§ Work order: Answer with a single number stating how many lines of the entries below include the string "Invalid".

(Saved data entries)

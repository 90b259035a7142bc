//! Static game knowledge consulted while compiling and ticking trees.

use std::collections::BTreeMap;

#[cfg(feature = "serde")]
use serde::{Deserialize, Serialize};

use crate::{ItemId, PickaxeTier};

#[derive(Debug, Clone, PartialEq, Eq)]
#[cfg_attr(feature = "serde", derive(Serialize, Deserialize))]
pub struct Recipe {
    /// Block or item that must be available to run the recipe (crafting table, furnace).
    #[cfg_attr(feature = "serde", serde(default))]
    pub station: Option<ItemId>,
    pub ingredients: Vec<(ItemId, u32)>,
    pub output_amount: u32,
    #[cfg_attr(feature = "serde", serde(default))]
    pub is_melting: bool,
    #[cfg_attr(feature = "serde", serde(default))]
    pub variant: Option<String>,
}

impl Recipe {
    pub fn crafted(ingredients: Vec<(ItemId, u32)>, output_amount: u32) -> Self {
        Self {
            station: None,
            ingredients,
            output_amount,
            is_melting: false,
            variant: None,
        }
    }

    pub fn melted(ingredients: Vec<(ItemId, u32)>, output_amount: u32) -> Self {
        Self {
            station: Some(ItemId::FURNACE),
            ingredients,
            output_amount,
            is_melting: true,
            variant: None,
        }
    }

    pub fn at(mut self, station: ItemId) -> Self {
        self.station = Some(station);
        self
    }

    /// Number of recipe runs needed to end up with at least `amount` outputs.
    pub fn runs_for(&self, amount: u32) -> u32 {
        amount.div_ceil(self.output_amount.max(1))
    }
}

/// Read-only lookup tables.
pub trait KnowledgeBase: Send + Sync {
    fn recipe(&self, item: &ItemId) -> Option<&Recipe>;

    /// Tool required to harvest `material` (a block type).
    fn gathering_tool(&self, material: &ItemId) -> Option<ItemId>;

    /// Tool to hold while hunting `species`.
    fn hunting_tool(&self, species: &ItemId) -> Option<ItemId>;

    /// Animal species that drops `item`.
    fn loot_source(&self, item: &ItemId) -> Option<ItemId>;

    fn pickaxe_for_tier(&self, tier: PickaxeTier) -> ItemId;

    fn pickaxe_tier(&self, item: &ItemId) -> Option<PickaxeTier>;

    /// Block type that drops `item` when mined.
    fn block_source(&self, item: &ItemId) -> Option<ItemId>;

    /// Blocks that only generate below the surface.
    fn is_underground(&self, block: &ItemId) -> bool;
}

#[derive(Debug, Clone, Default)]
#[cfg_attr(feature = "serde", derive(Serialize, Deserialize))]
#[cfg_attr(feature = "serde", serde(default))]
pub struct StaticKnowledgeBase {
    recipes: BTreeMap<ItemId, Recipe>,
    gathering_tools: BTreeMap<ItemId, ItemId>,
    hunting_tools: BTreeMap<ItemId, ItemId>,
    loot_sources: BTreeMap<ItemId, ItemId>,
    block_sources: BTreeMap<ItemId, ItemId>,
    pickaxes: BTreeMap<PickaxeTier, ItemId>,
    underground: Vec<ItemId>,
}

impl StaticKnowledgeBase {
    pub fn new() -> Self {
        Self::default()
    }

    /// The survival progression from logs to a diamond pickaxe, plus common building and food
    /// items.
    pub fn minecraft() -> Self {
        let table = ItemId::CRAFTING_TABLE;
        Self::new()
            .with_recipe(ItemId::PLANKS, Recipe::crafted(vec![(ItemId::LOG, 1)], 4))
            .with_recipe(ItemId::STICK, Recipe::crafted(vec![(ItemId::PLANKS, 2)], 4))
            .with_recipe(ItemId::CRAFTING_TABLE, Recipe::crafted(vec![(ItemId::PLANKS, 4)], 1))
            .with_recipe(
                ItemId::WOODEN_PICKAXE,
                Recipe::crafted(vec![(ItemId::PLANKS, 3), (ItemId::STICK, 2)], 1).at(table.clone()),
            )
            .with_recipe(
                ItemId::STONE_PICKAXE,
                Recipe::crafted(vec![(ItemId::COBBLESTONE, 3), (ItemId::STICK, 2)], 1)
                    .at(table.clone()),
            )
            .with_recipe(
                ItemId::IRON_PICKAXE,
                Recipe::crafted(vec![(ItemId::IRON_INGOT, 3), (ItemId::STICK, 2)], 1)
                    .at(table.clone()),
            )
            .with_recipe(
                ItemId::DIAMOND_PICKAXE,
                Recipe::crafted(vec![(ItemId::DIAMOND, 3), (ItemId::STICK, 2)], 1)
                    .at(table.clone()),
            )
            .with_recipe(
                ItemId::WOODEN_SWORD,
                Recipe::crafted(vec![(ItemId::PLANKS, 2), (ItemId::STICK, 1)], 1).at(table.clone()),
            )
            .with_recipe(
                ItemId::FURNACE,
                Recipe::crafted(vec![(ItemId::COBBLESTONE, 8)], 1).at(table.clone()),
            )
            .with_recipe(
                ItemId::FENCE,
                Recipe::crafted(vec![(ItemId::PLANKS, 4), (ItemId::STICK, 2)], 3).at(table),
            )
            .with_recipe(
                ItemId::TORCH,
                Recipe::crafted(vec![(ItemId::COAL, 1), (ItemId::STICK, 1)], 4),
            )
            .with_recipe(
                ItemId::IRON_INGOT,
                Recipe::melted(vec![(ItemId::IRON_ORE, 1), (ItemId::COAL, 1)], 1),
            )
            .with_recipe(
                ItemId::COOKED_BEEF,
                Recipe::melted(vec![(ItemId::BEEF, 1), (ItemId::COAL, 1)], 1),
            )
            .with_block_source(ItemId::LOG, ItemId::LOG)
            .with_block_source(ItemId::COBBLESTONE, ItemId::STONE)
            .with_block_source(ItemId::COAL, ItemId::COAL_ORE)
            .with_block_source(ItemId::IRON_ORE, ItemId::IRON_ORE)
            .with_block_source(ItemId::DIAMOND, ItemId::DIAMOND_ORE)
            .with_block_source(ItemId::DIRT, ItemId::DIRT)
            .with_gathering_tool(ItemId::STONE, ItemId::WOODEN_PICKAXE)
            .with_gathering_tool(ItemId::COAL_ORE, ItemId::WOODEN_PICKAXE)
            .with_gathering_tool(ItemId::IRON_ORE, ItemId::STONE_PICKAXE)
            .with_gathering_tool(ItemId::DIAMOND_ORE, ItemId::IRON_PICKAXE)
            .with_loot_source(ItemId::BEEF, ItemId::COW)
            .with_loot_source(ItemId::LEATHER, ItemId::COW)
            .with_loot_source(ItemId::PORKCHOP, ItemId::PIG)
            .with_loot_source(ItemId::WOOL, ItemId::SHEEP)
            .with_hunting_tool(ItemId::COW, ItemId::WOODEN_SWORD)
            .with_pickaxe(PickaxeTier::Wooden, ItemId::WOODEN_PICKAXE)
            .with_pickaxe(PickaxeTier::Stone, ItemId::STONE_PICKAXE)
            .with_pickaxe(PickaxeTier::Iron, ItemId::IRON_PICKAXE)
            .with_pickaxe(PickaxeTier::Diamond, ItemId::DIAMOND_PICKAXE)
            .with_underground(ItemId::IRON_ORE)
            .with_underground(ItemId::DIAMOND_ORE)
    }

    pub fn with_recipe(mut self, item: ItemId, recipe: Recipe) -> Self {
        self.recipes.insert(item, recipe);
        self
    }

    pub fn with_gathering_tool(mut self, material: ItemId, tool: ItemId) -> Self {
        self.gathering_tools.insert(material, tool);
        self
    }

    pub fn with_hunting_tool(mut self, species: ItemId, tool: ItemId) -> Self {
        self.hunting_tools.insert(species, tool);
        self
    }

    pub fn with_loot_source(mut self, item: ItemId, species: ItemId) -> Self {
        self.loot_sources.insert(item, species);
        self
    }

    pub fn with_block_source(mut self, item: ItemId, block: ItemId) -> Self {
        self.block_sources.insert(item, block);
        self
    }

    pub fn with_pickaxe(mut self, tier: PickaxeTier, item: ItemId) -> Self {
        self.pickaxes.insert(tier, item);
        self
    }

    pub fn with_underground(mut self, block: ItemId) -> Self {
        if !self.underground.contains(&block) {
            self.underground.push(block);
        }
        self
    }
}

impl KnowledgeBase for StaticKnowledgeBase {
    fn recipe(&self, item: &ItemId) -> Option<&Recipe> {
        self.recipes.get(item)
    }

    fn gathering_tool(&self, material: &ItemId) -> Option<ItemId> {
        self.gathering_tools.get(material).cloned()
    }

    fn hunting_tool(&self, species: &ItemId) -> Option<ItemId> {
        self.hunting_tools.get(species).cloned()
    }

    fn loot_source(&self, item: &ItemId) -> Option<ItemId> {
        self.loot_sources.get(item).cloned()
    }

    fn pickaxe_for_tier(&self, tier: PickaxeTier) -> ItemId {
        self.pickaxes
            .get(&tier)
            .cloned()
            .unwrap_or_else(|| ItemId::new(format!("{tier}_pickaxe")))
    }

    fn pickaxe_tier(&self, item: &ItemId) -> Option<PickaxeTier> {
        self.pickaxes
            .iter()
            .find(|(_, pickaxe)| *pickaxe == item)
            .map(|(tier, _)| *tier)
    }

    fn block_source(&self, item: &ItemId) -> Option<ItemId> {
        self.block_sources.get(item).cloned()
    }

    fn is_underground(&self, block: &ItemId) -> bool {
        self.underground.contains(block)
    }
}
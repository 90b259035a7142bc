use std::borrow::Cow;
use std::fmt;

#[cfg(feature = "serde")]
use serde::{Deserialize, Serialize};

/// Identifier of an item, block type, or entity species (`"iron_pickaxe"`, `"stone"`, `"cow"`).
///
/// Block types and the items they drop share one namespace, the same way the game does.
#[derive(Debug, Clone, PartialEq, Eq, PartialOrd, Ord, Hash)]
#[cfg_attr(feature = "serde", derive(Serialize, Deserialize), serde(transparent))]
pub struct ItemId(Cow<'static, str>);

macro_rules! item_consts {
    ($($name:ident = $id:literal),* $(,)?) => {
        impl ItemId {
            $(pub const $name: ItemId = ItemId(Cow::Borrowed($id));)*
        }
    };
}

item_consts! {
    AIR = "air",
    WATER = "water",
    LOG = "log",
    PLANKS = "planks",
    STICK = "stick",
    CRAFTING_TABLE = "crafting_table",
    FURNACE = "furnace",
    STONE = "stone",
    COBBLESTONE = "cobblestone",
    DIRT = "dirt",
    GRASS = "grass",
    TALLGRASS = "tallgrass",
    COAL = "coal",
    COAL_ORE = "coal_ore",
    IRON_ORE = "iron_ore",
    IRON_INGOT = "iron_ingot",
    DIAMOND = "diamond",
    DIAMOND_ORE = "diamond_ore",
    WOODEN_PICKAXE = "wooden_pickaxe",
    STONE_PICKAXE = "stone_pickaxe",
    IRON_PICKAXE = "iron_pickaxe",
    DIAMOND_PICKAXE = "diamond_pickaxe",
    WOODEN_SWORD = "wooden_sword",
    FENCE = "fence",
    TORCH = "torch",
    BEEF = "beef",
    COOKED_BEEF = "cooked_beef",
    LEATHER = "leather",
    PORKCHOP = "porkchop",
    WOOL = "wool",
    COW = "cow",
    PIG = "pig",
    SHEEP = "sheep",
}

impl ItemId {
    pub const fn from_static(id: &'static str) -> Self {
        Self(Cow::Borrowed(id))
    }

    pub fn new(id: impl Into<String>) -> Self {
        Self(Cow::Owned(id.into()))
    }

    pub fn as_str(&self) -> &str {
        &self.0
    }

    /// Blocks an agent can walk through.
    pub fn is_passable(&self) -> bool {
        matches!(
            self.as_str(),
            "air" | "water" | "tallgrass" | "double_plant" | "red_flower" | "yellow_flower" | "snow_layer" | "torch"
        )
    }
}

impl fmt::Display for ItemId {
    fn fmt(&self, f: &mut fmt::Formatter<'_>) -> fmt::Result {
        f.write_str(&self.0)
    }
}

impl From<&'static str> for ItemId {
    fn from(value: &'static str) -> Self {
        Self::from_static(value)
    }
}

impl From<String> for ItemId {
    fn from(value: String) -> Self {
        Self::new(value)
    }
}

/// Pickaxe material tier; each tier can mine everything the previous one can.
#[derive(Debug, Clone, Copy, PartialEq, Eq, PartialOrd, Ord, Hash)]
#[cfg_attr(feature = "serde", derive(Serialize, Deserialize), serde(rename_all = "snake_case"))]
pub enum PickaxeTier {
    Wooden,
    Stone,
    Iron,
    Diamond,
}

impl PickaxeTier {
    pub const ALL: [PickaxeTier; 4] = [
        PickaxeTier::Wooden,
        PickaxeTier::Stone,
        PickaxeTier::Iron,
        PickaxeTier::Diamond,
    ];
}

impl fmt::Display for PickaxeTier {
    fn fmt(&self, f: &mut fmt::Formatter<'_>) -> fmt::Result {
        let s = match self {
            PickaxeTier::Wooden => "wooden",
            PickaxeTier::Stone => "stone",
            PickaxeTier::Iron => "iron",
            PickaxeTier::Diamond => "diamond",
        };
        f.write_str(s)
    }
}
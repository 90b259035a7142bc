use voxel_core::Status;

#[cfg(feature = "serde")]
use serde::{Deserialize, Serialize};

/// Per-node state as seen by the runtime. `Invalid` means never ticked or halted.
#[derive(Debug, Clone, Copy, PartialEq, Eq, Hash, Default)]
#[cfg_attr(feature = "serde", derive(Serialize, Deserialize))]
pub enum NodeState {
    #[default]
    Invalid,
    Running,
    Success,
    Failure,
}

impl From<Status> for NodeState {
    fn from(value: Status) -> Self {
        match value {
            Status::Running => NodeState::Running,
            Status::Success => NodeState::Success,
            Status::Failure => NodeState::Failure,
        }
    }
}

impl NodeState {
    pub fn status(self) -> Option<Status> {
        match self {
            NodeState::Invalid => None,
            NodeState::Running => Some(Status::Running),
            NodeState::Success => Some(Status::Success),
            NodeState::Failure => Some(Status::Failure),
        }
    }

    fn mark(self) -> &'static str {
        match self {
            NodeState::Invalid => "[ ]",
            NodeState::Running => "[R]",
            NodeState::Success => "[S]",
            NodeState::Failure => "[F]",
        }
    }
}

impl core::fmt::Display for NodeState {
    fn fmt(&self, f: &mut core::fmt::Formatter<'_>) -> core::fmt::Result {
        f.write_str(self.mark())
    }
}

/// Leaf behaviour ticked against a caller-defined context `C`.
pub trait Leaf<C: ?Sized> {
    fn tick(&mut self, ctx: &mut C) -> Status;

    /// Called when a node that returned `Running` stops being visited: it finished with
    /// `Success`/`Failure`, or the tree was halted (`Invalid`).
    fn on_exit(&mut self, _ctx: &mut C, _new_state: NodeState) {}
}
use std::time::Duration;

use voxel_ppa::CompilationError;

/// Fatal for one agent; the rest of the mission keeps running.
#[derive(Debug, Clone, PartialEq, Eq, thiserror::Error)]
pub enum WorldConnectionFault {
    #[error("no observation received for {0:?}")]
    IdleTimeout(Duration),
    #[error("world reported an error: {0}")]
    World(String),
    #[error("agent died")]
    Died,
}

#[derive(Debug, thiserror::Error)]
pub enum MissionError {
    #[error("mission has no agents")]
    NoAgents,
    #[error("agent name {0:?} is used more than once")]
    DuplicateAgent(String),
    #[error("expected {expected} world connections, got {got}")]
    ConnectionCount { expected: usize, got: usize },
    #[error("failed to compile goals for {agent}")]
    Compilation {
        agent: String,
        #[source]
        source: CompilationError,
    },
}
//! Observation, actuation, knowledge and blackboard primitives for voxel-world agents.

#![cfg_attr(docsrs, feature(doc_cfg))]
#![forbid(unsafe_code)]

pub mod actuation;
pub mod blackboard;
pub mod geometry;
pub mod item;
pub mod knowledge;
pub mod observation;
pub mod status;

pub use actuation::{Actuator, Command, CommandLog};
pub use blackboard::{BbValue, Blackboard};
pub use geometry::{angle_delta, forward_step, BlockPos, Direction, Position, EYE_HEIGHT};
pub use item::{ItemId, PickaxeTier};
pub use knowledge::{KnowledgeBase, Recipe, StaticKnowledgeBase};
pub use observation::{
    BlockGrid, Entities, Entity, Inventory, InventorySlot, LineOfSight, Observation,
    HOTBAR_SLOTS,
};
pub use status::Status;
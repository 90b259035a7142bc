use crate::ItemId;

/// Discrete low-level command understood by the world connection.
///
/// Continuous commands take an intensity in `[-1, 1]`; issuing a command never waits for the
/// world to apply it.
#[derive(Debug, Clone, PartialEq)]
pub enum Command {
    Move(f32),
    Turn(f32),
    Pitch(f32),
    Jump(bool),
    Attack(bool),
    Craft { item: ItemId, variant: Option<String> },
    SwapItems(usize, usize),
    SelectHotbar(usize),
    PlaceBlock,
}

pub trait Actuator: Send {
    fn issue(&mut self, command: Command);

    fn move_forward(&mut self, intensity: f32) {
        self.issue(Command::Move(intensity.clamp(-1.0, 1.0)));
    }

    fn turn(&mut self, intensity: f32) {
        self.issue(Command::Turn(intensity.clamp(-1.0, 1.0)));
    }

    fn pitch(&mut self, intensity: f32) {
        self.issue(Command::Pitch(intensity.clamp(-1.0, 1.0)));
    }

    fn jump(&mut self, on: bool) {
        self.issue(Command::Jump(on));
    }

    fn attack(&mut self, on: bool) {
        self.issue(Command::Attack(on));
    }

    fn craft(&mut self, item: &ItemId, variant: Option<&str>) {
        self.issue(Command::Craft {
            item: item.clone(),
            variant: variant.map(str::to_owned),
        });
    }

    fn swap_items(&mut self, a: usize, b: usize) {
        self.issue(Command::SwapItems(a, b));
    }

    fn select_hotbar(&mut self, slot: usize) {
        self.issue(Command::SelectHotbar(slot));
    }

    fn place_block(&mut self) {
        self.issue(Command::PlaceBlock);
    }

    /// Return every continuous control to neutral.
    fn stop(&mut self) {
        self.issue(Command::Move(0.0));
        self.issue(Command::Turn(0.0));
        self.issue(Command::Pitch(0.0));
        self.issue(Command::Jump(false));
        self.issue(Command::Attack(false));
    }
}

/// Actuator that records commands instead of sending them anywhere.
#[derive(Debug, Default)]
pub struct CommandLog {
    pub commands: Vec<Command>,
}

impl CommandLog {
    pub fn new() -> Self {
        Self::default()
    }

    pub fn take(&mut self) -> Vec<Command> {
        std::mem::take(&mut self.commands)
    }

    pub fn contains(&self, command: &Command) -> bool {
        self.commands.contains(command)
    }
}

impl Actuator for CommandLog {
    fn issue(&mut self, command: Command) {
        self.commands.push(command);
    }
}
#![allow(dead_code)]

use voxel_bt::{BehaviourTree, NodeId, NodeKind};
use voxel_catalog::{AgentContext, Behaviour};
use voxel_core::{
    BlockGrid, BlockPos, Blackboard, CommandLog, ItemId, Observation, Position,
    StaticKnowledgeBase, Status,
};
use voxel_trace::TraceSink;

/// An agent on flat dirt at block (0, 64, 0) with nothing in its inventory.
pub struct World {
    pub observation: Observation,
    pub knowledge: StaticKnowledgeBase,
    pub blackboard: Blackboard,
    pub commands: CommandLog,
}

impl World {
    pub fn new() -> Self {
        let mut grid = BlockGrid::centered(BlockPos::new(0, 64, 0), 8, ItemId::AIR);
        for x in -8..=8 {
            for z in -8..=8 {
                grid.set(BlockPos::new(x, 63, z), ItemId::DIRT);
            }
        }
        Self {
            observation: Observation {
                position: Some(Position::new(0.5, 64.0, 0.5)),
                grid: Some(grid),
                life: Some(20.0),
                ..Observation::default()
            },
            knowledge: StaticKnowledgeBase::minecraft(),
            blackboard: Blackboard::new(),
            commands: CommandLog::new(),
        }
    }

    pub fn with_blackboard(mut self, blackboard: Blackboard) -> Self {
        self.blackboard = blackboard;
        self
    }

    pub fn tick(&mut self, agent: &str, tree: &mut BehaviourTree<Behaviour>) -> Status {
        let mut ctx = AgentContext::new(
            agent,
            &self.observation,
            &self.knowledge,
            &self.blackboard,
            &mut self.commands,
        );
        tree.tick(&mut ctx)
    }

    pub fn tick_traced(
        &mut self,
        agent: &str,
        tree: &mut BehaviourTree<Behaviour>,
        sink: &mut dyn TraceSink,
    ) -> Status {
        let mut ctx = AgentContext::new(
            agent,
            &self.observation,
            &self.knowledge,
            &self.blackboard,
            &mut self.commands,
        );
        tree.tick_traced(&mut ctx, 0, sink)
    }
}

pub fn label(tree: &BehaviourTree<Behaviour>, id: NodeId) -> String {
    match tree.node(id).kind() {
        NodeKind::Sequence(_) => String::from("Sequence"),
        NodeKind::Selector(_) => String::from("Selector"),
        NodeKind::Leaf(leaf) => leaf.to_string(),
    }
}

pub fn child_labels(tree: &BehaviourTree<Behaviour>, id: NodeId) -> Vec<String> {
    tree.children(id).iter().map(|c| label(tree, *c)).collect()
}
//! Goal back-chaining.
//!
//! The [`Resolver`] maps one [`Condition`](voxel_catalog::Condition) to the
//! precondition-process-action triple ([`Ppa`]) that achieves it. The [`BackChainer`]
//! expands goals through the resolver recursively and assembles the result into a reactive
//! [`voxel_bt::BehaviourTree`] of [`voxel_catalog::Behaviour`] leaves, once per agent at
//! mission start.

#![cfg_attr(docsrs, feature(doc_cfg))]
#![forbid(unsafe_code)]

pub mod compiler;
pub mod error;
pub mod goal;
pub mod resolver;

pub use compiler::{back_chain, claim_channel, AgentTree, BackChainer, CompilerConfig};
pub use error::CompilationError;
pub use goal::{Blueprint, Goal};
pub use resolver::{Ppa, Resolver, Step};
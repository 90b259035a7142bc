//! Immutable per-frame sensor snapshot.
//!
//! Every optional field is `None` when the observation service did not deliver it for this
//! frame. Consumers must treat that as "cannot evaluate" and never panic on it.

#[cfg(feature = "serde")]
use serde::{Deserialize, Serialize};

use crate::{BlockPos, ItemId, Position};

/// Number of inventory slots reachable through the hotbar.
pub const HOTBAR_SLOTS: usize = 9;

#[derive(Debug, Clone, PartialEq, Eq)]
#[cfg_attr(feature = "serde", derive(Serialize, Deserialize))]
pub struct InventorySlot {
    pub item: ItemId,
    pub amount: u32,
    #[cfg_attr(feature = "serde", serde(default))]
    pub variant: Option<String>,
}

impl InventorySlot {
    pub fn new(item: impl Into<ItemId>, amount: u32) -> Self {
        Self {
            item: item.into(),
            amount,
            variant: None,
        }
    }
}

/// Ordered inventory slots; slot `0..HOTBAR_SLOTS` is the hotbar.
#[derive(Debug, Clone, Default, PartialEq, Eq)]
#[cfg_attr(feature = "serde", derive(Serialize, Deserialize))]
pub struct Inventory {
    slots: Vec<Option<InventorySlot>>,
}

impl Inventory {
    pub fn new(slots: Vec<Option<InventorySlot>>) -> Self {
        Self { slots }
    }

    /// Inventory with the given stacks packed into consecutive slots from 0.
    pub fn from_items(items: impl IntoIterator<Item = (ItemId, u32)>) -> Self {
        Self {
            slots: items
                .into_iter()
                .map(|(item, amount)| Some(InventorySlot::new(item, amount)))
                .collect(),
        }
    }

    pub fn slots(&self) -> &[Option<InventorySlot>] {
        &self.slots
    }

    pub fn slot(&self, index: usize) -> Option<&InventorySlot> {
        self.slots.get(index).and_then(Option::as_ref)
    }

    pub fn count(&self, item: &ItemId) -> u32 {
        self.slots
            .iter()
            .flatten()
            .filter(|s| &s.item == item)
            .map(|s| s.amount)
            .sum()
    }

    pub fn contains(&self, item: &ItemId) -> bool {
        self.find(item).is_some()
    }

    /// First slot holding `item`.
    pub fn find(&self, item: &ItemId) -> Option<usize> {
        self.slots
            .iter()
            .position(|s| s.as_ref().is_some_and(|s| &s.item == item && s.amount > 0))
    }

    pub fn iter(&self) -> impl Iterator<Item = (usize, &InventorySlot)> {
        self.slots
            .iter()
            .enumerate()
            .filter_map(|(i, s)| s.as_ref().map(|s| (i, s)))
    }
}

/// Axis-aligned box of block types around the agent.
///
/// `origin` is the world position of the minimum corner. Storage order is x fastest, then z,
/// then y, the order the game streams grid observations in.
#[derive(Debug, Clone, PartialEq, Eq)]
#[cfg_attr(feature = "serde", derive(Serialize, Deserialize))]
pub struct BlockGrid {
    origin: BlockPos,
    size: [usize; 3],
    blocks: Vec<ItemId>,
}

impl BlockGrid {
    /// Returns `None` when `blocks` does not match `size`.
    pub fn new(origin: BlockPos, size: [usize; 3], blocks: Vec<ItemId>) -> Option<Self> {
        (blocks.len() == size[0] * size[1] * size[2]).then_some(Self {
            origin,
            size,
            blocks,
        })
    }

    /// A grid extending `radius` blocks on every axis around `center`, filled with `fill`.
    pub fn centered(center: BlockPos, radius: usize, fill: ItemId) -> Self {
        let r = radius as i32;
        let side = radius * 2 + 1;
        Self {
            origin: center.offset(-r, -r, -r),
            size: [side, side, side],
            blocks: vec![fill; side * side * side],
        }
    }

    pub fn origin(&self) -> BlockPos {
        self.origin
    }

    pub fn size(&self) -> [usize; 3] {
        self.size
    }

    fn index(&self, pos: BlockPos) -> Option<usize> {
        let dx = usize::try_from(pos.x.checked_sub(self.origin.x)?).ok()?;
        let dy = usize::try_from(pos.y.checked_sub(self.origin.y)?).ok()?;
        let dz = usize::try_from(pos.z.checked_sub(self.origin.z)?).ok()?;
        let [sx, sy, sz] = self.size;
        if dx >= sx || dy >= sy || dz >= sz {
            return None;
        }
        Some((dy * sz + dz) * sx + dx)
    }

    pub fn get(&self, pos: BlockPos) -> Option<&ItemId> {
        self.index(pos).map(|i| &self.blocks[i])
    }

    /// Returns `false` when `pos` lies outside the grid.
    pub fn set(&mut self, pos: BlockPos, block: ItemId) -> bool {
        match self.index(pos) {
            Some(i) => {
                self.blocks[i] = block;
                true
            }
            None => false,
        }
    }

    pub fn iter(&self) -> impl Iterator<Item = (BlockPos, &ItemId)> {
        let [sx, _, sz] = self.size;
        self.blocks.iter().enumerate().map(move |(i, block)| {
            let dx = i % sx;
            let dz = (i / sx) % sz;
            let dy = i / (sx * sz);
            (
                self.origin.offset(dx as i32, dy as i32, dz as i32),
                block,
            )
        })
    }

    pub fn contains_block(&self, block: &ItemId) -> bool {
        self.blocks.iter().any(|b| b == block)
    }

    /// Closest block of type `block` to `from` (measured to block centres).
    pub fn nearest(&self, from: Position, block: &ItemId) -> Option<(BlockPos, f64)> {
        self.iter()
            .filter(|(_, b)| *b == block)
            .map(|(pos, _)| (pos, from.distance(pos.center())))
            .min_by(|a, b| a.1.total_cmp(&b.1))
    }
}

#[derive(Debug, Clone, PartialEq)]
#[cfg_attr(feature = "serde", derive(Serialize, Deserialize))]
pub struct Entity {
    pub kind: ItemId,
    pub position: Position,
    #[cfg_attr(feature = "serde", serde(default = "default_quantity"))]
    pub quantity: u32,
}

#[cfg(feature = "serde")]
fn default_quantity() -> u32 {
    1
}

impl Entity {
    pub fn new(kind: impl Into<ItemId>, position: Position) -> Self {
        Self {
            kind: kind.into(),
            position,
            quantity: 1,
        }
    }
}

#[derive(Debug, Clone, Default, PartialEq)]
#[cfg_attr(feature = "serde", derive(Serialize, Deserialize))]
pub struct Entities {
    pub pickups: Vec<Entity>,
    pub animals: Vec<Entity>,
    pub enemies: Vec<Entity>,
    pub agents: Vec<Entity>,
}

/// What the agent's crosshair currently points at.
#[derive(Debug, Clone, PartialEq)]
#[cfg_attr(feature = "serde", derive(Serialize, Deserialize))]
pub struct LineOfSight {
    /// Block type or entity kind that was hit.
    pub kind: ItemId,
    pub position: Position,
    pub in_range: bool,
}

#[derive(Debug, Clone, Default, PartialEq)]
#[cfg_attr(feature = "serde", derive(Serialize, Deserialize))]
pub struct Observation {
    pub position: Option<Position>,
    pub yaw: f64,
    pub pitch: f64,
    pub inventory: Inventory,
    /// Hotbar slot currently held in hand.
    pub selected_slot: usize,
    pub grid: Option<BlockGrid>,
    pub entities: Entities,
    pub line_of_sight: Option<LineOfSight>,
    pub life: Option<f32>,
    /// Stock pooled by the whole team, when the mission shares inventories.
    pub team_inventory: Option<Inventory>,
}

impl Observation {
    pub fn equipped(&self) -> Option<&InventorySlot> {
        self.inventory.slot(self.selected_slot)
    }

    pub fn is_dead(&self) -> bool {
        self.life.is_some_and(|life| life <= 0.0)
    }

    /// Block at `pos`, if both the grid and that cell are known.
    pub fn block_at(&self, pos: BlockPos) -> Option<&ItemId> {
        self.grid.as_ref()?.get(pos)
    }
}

§ Output for this exercise: 5